___ INFORMATION PROVIDED

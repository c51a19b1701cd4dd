//! Dashboard numbers derived from practice logs, topics and applications.
//!
//! Callers pass visible records only; tombstones are not filtered here.

use std::collections::{BTreeSet, HashSet};

use chrono::{Datelike, Duration, NaiveDate};
use serde::Serialize;

use crate::models::{Application, PracticeLog, Settings, Topic};
use crate::util::days_between;

const RECENT_WINDOW_DAYS: i64 = 14;
const NEVER_PRACTICED_SCORE: i64 = -1000;
const NOT_RECENT_PENALTY: i64 = 100;
const RECENCY_WEIGHT: i64 = 5;

/// Sunday on or before `day`
pub fn week_start(day: NaiveDate) -> NaiveDate {
    day - Duration::days(i64::from(day.weekday().num_days_from_sunday()))
}

/// Consecutive practiced days ending today; zero when nothing was logged today
pub fn current_streak(logs: &[PracticeLog], today: NaiveDate) -> u32 {
    let days = logs.iter().map(|log| log.date).collect::<HashSet<_>>();

    let mut streak = 0;
    let mut expected = today;
    while days.contains(&expected) {
        streak += 1;
        match expected.pred_opt() {
            Some(previous) => expected = previous,
            None => break,
        }
    }
    streak
}

/// Longest run of consecutive practiced days ever
pub fn longest_streak(logs: &[PracticeLog]) -> u32 {
    let days = logs.iter().map(|log| log.date).collect::<BTreeSet<_>>();

    let mut longest = 0;
    let mut run = 0;
    let mut previous: Option<NaiveDate> = None;
    for day in days {
        run = match previous {
            Some(prev) if days_between(prev, day) == 1 => run + 1,
            _ => 1,
        };
        longest = longest.max(run);
        previous = Some(day);
    }
    longest
}

pub fn minutes_on(logs: &[PracticeLog], day: NaiveDate) -> u32 {
    logs.iter()
        .filter(|log| log.date == day)
        .map(|log| log.minutes_spent)
        .sum()
}

/// Hours logged from Sunday through `today`
pub fn weekly_hours(logs: &[PracticeLog], today: NaiveDate) -> f64 {
    let start = week_start(today);
    let minutes: u32 = logs
        .iter()
        .filter(|log| log.date >= start && log.date <= today)
        .map(|log| log.minutes_spent)
        .sum();
    f64::from(minutes) / 60.0
}

pub fn total_questions(logs: &[PracticeLog]) -> u32 {
    logs.iter().map(PracticeLog::question_count).sum()
}

/// Distinct topics touched from Sunday through `today`
pub fn weekly_topic_count(logs: &[PracticeLog], today: NaiveDate) -> usize {
    let start = week_start(today);
    logs.iter()
        .filter(|log| log.date >= start && log.date <= today)
        .flat_map(|log| log.topics.iter())
        .collect::<HashSet<_>>()
        .len()
}

/// Days left until the target date; negative once it has passed
pub fn days_until_target(settings: &Settings, today: NaiveDate) -> Option<i64> {
    settings
        .target_date()
        .map(|target| (target - today).num_days())
}

pub fn applications_this_month(applications: &[Application], today: NaiveDate) -> usize {
    applications
        .iter()
        .filter(|application| {
            application.date_applied.year() == today.year()
                && application.date_applied.month() == today.month()
        })
        .count()
}

/// Priority score; lower means practice sooner.
pub fn recommendation_score(topic: &Topic, today: NaiveDate) -> i64 {
    let count = i64::from(topic.practice_count);
    match topic.last_practiced {
        None => NEVER_PRACTICED_SCORE,
        Some(last) if last < today - Duration::days(RECENT_WINDOW_DAYS) => count - NOT_RECENT_PENALTY,
        Some(last) => count - (RECENT_WINDOW_DAYS - days_between(last, today)) * RECENCY_WEIGHT,
    }
}

/// Up to `limit` open topics, most in need of practice first
pub fn recommended_topics(topics: &[Topic], today: NaiveDate, limit: usize) -> Vec<Topic> {
    let mut scored = topics
        .iter()
        .filter(|topic| !topic.completed)
        .map(|topic| (recommendation_score(topic, today), topic))
        .collect::<Vec<_>>();
    scored.sort_by_key(|(score, _)| *score);
    scored
        .into_iter()
        .take(limit)
        .map(|(_, topic)| topic.clone())
        .collect()
}

/// Everything the dashboard shows, computed for one day.
#[derive(Debug, Clone, PartialEq, Serialize)]
#[serde(rename_all = "camelCase")]
pub struct Dashboard {
    pub today: NaiveDate,
    pub current_streak: u32,
    pub longest_streak: u32,
    pub minutes_today: u32,
    pub daily_goal_minutes: u64,
    pub weekly_hours: f64,
    pub weekly_goal_hours: f64,
    pub total_questions: u32,
    pub weekly_topics: usize,
    pub days_until_target: Option<i64>,
    pub applications_this_month: usize,
    pub recommended: Vec<Topic>,
}

impl Dashboard {
    pub fn compute(
        logs: &[PracticeLog],
        topics: &[Topic],
        applications: &[Application],
        settings: &Settings,
        today: NaiveDate,
    ) -> Self {
        Self {
            today,
            current_streak: current_streak(logs, today),
            longest_streak: longest_streak(logs),
            minutes_today: minutes_on(logs, today),
            daily_goal_minutes: settings.daily_goal_minutes(),
            weekly_hours: weekly_hours(logs, today),
            weekly_goal_hours: settings.weekly_goal_hours(),
            total_questions: total_questions(logs),
            weekly_topics: weekly_topic_count(logs, today),
            days_until_target: days_until_target(settings, today),
            applications_this_month: applications_this_month(applications, today),
            recommended: recommended_topics(topics, today, 3),
        }
    }
}

#[cfg(test)]
mod tests {
    use super::*;
    use crate::models::RecordId;
    use serde_json::json;

    fn date(m: u32, d: u32) -> NaiveDate {
        NaiveDate::from_ymd_opt(2024, m, d).unwrap()
    }

    fn log_on(day: NaiveDate, minutes: u32) -> PracticeLog {
        PracticeLog::new(day, minutes)
    }

    #[test]
    fn week_starts_on_sunday() {
        // 2024-04-10 is a Wednesday
        assert_eq!(week_start(date(4, 10)), date(4, 7));
        assert_eq!(week_start(date(4, 7)), date(4, 7));
    }

    #[test]
    fn current_streak_counts_unique_days_back_from_today() {
        let logs = vec![
            log_on(date(4, 10), 10),
            log_on(date(4, 10), 20),
            log_on(date(4, 9), 30),
            log_on(date(4, 8), 30),
            log_on(date(4, 6), 30),
        ];
        assert_eq!(current_streak(&logs, date(4, 10)), 3);
        assert_eq!(current_streak(&logs, date(4, 11)), 0);
        assert_eq!(current_streak(&[], date(4, 11)), 0);
    }

    #[test]
    fn longest_streak_finds_best_run() {
        let logs = vec![
            log_on(date(4, 1), 10),
            log_on(date(4, 2), 10),
            log_on(date(4, 5), 10),
            log_on(date(4, 6), 10),
            log_on(date(4, 7), 10),
            log_on(date(4, 7), 10),
        ];
        assert_eq!(longest_streak(&logs), 3);
        assert_eq!(longest_streak(&[]), 0);
    }

    #[test]
    fn weekly_totals_ignore_previous_week() {
        let mut monday = log_on(date(4, 8), 90);
        monday.resources.insert("leetcode".to_string(), 3);
        monday.topics.insert(RecordId::from("t1"));
        let mut saturday_before = log_on(date(4, 6), 60);
        saturday_before.resources.insert("kaggle".to_string(), 2);
        saturday_before.topics.insert(RecordId::from("t2"));
        let logs = vec![monday, saturday_before];

        assert!((weekly_hours(&logs, date(4, 10)) - 1.5).abs() < f64::EPSILON);
        assert_eq!(weekly_topic_count(&logs, date(4, 10)), 1);
        assert_eq!(total_questions(&logs), 5);
        assert_eq!(minutes_on(&logs, date(4, 8)), 90);
    }

    #[test]
    fn days_until_target_is_signed() {
        let settings: Settings = serde_json::from_value(json!({"targetDate": "2024-04-20"})).unwrap();
        assert_eq!(days_until_target(&settings, date(4, 10)), Some(10));
        assert_eq!(days_until_target(&settings, date(4, 25)), Some(-5));
        assert_eq!(days_until_target(&Settings::initial(), date(4, 10)), None);
    }

    #[test]
    fn applications_this_month_matches_year_and_month() {
        let applications = vec![
            Application::new("Acme", "MLE", date(4, 2)),
            Application::new("Initech", "DS", date(3, 30)),
            Application::new("Hooli", "MLE", NaiveDate::from_ymd_opt(2023, 4, 2).unwrap()),
        ];
        assert_eq!(applications_this_month(&applications, date(4, 10)), 1);
    }

    #[test]
    fn recommendations_prefer_never_then_neglected_topics() {
        let today = date(4, 30);
        let never = Topic::new("Computer Vision", "SLAM");
        let mut neglected = Topic::new("Computer Vision", "Camera Calibration");
        neglected.practice_count = 8;
        neglected.last_practiced = Some(date(4, 1));
        let mut recent = Topic::new("NLP & LLMs", "RLHF");
        recent.practice_count = 1;
        recent.last_practiced = Some(date(4, 29));
        let mut done = Topic::new("NLP & LLMs", "DPO");
        done.completed = true;

        assert_eq!(recommendation_score(&never, today), -1000);
        assert_eq!(recommendation_score(&neglected, today), -92);
        assert_eq!(recommendation_score(&recent, today), 1 - 13 * 5);

        let picks = recommended_topics(&[recent, neglected, done, never], today, 2);
        let names = picks.iter().map(|topic| topic.name.as_str()).collect::<Vec<_>>();
        assert_eq!(names, vec!["SLAM", "Camera Calibration"]);
    }

    #[test]
    fn dashboard_uses_settings_goals() {
        let settings: Settings =
            serde_json::from_value(json!({"dailyGoalMinutes": 45, "weeklyGoalHours": 10})).unwrap();
        let logs = vec![log_on(date(4, 10), 50)];
        let dashboard = Dashboard::compute(&logs, &[], &[], &settings, date(4, 10));

        assert_eq!(dashboard.daily_goal_minutes, 45);
        assert!((dashboard.weekly_goal_hours - 10.0).abs() < f64::EPSILON);
        assert_eq!(dashboard.minutes_today, 50);
        assert_eq!(dashboard.current_streak, 1);
        assert!(dashboard.recommended.is_empty());
    }
}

______

_TASK REQUIREMENTS_. Where does the word "RecordId" show up in the material? Copy out each line that has it.

_TASK ANSWER_.
    use crate::models::RecordId;
        monday.topics.insert(RecordId::from("t1"));
        saturday_before.topics.insert(RecordId::from("t2"));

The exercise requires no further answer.